-- Exercise objective --
Filter the entries, keeping every line with the string "open".

-- Records --
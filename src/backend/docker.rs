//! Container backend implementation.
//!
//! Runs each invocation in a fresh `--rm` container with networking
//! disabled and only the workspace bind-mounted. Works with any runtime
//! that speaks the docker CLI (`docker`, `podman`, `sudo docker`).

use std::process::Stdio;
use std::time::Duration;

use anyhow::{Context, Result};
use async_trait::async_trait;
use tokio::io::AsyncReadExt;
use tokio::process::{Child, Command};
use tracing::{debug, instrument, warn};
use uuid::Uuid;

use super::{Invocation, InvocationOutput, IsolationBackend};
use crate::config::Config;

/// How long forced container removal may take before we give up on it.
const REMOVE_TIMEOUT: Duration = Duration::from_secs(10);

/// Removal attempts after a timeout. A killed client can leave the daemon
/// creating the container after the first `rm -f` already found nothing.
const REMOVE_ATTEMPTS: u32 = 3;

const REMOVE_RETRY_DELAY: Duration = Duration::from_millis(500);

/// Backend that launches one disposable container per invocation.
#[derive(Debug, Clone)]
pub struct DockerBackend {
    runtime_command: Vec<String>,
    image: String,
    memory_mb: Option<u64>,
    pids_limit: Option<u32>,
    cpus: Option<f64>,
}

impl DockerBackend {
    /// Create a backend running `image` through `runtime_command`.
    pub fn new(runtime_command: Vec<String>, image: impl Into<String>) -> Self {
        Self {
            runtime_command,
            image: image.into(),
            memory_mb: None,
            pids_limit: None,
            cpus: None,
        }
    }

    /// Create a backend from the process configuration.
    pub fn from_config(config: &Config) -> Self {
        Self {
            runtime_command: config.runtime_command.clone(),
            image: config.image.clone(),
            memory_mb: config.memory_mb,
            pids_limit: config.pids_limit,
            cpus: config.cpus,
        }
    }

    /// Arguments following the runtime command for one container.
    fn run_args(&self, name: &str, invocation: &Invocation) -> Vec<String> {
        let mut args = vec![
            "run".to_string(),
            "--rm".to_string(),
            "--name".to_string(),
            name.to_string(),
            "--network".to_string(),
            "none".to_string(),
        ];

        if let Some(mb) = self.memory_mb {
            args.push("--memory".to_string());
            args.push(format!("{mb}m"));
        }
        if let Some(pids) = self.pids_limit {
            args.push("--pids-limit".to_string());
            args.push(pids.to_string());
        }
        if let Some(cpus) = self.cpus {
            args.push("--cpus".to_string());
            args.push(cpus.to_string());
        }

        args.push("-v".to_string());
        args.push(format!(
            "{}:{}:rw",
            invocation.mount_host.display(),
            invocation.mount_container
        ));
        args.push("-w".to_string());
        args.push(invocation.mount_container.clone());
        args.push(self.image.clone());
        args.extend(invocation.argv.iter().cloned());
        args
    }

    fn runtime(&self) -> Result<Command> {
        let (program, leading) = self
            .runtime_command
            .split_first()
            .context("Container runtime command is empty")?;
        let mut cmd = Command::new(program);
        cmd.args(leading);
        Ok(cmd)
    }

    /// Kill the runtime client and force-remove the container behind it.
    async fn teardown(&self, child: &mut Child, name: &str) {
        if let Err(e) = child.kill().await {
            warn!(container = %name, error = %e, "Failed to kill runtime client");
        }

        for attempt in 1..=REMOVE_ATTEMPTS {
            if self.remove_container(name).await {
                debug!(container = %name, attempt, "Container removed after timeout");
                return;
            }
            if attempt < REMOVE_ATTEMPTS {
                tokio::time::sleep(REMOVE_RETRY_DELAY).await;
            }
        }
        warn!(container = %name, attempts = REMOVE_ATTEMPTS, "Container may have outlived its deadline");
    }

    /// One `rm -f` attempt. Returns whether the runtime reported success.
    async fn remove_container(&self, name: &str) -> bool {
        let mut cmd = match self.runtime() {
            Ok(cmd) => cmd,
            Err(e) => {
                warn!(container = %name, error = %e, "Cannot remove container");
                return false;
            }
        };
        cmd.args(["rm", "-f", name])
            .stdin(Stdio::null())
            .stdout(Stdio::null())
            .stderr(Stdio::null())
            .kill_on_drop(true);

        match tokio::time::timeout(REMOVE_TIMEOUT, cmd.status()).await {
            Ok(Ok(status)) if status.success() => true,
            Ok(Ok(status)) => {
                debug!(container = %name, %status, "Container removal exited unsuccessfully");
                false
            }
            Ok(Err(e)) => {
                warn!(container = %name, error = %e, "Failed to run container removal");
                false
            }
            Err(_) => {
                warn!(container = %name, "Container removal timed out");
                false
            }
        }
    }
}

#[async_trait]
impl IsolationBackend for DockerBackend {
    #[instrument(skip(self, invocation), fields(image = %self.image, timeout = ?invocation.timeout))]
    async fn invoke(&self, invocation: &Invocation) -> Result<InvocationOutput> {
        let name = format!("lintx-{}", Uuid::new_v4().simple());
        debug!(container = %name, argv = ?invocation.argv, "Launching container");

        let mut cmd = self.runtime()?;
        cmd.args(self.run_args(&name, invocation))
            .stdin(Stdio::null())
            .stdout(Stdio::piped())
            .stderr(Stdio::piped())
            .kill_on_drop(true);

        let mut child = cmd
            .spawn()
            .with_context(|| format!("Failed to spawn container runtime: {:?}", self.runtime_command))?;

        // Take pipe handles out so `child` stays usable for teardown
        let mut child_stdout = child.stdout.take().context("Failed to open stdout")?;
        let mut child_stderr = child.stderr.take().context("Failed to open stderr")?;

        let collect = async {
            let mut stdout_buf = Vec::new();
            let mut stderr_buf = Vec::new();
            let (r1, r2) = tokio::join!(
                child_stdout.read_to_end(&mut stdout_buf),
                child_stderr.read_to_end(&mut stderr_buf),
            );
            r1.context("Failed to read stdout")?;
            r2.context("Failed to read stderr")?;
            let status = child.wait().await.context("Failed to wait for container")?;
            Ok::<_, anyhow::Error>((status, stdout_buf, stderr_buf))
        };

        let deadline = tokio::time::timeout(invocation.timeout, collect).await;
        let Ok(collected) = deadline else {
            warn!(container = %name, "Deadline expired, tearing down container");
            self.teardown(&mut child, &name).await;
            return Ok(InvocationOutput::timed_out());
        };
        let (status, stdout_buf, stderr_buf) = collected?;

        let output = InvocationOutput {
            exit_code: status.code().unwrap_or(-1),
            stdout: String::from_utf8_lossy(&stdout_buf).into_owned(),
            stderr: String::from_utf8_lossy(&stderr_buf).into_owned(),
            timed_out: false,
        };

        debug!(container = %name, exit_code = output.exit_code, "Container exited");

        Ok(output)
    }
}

---

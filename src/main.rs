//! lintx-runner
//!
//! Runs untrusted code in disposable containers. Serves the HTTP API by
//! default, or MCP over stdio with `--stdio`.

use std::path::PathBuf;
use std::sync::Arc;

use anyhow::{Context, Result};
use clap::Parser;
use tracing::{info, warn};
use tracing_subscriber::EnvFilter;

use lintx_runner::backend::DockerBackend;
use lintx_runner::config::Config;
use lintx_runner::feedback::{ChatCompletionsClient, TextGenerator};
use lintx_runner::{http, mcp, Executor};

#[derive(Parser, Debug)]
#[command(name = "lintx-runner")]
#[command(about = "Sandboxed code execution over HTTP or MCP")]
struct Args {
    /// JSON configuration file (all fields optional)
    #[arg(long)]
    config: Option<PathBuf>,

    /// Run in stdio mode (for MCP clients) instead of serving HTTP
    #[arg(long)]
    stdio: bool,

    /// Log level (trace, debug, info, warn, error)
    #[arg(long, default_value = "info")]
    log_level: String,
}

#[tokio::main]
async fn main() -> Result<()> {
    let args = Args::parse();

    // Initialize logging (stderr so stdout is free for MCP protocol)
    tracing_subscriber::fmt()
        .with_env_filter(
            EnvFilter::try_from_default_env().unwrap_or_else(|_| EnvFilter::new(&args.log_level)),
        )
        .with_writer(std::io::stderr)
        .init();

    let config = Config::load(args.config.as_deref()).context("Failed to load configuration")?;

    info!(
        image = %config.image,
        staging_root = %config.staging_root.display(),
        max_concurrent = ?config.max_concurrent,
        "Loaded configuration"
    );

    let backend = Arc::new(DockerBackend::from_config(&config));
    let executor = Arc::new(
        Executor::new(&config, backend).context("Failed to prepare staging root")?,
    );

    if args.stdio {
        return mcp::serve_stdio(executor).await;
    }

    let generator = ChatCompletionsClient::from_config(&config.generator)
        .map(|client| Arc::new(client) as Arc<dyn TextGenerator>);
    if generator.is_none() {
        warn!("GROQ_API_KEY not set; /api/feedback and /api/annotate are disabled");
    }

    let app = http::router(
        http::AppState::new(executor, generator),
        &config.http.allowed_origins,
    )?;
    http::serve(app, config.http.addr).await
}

---

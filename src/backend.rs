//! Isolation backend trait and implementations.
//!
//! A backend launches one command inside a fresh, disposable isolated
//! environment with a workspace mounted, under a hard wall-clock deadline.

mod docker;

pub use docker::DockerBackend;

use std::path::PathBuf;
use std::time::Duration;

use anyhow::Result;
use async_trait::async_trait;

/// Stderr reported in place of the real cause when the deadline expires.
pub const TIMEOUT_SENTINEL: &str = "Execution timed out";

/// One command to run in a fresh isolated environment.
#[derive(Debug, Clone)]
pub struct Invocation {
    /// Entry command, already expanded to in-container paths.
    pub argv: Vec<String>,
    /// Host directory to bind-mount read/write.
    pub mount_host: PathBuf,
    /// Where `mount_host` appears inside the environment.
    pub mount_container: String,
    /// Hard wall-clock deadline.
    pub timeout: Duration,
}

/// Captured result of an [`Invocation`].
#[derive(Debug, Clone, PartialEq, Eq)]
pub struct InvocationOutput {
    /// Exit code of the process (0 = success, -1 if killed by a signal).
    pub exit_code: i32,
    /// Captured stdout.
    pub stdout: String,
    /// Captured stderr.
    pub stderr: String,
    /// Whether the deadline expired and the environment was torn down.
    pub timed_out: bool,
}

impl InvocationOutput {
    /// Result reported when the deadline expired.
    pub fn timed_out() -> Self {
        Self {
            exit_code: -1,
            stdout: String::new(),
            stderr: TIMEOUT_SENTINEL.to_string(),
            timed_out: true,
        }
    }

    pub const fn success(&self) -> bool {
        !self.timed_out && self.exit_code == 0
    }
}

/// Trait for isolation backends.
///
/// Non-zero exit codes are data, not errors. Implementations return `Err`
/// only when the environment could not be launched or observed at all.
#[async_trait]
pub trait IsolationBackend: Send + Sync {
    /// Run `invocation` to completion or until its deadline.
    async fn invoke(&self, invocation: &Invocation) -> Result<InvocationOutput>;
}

-- Task output --
        let mut child_stdout = child.stdout.take().context("Failed to open stdout")?;
        let mut child_stderr = child.stderr.take().context("Failed to open stderr")?;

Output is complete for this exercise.